BEGIN DATA FOR THE TASK

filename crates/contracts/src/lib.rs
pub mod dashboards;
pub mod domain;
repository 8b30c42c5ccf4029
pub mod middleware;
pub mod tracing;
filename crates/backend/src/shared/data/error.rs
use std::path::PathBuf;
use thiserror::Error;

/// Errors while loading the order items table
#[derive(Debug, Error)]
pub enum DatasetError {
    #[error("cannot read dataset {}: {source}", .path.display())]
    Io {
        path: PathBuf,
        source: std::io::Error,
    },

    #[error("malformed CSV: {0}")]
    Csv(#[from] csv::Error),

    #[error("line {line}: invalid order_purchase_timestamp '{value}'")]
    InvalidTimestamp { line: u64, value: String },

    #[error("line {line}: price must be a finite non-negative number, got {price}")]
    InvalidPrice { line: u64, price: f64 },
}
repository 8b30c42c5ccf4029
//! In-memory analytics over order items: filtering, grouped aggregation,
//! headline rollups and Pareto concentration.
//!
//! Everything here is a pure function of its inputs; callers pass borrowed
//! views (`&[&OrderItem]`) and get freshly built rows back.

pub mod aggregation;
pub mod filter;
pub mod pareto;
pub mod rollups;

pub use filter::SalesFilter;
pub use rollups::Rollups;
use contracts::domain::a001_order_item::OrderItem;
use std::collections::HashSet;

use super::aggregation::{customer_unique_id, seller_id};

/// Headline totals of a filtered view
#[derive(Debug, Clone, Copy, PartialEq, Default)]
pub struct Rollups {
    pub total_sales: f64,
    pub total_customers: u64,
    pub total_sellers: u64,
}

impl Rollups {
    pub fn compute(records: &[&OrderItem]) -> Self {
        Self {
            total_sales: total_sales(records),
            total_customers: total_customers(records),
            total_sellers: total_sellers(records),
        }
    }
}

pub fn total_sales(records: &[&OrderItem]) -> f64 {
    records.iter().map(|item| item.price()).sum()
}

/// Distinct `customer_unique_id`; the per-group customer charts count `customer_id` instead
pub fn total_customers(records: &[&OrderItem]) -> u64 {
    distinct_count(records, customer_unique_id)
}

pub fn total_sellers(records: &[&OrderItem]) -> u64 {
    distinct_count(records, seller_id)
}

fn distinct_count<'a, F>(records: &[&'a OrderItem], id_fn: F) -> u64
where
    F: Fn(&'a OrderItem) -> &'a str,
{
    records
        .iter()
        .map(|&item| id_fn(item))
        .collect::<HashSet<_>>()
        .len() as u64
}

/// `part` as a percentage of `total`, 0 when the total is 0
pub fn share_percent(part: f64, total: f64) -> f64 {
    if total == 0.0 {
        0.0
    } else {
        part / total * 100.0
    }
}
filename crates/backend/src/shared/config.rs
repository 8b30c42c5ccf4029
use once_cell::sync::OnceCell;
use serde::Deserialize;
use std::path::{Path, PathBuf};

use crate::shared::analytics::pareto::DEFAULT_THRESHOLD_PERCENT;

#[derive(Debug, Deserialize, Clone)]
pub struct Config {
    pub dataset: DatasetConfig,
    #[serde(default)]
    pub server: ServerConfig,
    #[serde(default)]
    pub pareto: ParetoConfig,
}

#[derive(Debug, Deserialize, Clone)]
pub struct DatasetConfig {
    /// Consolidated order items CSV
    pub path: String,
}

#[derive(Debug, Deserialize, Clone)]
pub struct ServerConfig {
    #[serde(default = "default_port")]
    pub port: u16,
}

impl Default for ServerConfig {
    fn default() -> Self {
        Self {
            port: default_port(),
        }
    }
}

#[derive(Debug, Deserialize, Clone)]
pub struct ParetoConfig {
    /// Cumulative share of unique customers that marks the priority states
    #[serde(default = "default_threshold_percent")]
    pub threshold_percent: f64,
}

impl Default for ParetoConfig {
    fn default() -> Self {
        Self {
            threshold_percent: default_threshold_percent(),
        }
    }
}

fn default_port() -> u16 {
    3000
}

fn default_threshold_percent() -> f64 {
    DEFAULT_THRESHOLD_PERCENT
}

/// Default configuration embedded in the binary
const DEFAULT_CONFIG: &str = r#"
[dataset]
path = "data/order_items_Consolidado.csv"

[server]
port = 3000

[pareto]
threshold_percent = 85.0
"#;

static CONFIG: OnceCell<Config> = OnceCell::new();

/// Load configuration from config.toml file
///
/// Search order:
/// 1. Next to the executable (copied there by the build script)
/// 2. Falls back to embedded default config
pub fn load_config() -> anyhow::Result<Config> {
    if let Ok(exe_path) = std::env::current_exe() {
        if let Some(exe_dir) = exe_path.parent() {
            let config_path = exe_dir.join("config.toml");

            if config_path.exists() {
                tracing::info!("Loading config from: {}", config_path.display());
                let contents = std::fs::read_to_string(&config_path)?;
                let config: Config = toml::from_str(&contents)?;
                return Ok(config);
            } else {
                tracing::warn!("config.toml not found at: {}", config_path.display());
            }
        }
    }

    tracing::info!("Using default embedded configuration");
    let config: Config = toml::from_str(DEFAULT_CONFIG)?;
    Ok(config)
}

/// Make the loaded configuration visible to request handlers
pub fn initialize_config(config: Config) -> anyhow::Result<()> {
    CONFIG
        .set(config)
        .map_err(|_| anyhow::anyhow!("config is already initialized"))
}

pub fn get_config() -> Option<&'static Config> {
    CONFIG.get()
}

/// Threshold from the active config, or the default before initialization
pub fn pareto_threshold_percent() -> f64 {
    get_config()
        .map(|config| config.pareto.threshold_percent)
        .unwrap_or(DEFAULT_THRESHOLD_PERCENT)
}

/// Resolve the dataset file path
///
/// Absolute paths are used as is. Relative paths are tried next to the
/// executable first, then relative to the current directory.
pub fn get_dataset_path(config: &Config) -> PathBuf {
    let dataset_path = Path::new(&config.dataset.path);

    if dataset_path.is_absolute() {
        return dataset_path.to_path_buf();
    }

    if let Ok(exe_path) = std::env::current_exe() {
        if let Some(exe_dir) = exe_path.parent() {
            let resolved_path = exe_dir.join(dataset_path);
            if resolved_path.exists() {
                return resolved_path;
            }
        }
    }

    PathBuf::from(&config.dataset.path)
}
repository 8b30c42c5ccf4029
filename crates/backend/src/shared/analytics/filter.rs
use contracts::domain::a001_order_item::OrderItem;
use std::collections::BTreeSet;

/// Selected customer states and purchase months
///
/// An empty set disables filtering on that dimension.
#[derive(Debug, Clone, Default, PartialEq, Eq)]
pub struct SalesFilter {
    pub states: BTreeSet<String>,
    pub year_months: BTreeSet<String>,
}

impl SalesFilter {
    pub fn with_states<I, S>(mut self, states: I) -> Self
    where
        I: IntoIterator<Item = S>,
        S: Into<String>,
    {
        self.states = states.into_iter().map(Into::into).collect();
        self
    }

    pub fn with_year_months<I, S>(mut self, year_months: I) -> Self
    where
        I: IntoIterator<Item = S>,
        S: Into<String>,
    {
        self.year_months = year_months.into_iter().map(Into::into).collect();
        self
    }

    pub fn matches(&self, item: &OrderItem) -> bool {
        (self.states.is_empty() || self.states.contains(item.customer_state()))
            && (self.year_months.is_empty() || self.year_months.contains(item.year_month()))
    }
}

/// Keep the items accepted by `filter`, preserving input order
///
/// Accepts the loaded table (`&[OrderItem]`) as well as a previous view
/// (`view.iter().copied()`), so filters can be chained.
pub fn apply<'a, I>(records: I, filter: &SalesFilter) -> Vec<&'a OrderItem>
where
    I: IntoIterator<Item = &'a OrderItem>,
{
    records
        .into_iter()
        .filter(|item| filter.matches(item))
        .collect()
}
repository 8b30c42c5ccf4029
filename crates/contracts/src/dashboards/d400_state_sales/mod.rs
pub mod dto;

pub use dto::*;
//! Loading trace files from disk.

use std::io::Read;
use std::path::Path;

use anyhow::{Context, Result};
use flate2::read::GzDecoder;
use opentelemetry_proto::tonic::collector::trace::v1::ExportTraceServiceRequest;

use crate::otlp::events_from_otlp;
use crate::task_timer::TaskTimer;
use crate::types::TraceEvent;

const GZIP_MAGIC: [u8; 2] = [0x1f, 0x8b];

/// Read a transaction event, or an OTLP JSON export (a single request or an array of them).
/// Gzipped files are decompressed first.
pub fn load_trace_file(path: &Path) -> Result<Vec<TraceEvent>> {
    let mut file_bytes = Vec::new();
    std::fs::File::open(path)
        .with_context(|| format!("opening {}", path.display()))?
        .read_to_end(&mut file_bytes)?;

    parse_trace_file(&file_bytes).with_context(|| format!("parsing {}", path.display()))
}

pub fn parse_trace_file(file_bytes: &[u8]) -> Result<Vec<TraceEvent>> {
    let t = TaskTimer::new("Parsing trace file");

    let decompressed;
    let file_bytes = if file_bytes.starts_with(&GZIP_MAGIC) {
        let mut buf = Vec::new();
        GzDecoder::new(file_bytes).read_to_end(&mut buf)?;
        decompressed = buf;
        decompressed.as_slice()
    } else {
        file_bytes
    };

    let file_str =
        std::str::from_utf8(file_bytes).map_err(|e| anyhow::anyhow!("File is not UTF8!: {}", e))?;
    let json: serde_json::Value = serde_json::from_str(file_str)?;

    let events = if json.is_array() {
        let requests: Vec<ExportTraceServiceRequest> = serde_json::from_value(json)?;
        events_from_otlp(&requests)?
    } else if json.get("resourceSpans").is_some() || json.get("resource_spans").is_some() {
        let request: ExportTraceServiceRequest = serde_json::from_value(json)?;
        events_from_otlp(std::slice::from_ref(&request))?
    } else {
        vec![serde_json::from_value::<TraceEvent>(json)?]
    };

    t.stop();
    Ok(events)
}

END DATA FOR THE TASK
BEGIN DATA FOR THE TASK

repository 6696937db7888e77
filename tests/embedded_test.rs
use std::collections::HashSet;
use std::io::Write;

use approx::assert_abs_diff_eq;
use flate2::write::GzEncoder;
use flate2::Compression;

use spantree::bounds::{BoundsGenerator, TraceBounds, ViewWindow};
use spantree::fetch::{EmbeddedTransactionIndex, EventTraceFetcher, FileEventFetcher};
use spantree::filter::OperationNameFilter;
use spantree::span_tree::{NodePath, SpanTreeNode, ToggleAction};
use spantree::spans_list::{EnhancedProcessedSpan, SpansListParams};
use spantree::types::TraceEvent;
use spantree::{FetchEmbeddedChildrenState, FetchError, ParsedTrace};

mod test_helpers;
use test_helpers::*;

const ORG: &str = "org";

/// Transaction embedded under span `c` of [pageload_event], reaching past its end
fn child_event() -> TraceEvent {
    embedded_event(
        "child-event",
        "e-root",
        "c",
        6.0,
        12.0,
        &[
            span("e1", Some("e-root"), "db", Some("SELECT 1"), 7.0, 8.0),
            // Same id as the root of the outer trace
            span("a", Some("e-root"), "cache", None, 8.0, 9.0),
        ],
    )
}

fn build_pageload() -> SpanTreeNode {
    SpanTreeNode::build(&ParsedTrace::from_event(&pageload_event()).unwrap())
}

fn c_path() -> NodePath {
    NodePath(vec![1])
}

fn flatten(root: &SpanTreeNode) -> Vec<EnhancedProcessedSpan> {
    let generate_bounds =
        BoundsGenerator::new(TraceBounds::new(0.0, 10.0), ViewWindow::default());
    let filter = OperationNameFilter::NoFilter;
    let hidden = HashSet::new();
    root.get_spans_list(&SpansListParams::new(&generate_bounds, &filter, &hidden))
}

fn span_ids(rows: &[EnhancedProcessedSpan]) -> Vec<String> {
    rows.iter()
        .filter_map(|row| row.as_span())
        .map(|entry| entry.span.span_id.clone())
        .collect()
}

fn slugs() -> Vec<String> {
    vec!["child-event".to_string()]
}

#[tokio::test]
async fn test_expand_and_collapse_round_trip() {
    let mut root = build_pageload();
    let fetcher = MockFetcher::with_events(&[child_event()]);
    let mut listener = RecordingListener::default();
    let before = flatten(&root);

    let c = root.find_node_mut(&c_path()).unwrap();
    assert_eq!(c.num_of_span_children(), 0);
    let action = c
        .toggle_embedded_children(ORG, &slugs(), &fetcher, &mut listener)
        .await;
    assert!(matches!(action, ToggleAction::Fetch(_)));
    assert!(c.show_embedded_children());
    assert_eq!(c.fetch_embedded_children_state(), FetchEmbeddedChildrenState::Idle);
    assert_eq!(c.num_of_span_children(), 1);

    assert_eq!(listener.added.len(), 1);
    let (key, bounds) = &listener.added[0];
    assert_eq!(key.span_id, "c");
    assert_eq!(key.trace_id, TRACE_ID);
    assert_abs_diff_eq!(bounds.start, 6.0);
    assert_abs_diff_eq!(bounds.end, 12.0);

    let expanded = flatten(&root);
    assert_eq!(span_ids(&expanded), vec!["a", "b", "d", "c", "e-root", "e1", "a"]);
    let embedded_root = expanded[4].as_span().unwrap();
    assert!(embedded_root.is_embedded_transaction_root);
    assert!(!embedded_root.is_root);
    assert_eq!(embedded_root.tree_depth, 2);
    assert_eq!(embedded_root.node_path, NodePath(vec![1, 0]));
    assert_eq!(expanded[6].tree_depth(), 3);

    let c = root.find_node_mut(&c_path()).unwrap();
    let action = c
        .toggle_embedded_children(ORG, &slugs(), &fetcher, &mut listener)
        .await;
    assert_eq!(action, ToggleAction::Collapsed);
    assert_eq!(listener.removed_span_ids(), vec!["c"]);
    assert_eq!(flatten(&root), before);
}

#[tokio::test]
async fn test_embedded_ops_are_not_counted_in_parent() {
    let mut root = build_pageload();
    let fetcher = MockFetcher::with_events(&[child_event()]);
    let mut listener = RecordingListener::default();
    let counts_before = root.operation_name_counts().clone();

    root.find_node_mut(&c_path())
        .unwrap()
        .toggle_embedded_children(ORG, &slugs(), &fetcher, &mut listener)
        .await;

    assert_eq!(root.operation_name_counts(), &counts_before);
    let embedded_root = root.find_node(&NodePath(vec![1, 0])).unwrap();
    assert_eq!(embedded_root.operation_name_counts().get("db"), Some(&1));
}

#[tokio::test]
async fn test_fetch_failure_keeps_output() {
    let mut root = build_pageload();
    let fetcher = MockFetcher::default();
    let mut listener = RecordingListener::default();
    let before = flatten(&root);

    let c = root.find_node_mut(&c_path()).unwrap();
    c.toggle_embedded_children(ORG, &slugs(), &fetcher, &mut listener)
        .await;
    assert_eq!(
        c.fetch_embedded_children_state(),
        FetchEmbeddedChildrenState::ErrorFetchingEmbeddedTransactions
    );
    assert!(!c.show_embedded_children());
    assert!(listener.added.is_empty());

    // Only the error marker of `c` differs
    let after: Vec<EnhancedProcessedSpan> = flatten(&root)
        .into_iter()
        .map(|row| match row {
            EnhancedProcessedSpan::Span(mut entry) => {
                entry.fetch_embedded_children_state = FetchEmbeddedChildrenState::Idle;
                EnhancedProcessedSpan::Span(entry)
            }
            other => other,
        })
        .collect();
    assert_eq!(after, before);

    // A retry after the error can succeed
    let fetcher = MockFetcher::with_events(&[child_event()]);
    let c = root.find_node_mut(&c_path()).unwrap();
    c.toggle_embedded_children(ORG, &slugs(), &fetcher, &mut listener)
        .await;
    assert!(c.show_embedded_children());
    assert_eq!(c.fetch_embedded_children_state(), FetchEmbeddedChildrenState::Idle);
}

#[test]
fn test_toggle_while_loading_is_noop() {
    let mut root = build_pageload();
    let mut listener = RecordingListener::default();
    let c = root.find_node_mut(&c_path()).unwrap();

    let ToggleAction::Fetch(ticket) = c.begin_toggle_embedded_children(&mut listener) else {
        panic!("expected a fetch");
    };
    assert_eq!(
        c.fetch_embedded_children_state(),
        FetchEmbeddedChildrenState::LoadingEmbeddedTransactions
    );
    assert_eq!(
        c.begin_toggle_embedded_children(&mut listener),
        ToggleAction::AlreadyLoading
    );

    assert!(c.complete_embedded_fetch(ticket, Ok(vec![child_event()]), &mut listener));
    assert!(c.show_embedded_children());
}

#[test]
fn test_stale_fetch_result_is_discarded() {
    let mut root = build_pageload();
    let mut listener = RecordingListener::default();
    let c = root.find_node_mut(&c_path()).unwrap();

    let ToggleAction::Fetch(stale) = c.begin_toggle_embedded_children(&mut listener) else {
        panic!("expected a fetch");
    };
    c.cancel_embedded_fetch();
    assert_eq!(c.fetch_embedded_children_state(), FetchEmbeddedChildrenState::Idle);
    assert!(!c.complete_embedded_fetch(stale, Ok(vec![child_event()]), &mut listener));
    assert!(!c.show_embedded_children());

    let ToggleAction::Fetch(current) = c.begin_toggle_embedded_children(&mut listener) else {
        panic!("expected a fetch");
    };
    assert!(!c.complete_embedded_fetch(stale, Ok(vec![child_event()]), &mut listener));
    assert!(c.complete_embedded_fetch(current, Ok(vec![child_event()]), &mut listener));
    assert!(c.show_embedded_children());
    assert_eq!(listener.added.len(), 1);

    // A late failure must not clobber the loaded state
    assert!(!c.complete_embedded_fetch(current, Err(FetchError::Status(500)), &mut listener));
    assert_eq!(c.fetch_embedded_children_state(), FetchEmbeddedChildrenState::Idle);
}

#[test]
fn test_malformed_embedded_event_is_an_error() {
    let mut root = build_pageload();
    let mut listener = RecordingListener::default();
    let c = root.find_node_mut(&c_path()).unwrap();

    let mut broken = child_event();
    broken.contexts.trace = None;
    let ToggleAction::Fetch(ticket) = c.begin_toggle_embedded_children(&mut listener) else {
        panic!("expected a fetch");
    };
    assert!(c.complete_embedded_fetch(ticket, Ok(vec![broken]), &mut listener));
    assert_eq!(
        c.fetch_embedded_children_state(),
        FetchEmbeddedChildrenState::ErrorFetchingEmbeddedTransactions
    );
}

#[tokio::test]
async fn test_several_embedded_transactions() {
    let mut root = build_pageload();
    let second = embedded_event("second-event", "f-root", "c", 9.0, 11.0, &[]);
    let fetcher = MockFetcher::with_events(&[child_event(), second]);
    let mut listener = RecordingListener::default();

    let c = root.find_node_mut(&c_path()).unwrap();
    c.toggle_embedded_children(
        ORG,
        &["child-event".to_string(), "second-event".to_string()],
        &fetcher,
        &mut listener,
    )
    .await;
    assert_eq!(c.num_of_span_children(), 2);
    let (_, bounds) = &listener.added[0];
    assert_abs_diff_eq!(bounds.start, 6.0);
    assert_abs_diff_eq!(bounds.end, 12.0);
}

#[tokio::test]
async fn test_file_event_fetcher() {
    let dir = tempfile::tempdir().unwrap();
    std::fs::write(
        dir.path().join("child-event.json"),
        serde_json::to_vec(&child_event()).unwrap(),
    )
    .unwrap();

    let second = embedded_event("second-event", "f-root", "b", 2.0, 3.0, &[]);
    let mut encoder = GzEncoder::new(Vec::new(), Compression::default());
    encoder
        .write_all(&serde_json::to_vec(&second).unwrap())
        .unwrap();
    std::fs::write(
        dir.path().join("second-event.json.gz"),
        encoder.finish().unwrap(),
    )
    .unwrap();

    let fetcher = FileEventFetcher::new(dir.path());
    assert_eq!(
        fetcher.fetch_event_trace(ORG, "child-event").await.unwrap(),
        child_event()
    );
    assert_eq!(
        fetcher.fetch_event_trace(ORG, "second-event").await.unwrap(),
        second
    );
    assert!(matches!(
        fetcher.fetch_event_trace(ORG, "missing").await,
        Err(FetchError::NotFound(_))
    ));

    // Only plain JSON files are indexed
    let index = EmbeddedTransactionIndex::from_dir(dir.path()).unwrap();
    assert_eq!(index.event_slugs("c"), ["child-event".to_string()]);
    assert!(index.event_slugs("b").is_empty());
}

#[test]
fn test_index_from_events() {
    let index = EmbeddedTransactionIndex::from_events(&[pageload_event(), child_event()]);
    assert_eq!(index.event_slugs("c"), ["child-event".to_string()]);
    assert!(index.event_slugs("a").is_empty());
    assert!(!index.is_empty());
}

END DATA FOR THE TASK

WHAT YOU ARE ASKED TO DO: Pull from the data each line where the string "TaskTimer" turns up.

SOLUTION:
use crate::task_timer::TaskTimer;
    let t = TaskTimer::new("Parsing trace file");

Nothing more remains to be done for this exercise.